◆ PROVIDED DATA ◆

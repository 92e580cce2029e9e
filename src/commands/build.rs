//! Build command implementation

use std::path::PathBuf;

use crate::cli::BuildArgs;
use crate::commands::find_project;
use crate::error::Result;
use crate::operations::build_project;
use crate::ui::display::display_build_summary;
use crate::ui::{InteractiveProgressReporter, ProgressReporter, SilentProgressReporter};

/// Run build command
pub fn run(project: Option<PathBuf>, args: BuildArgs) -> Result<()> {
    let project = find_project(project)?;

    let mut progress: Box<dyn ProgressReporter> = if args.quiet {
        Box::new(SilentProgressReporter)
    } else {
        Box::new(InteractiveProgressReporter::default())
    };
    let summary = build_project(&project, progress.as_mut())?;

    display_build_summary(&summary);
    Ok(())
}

◆ WHAT THE TASK ASKS ◆
Return nothing but the lines from the top of the records above through the line that has "use crate::operations::build_project;". Keep each one exact.

◆ TASK OUTPUT ◆
repository 92e580cce2029e9e
filename src/commands/build.rs
//! Build command implementation

use std::path::PathBuf;

use crate::cli::BuildArgs;
use crate::commands::find_project;
use crate::error::Result;
use crate::operations::build_project;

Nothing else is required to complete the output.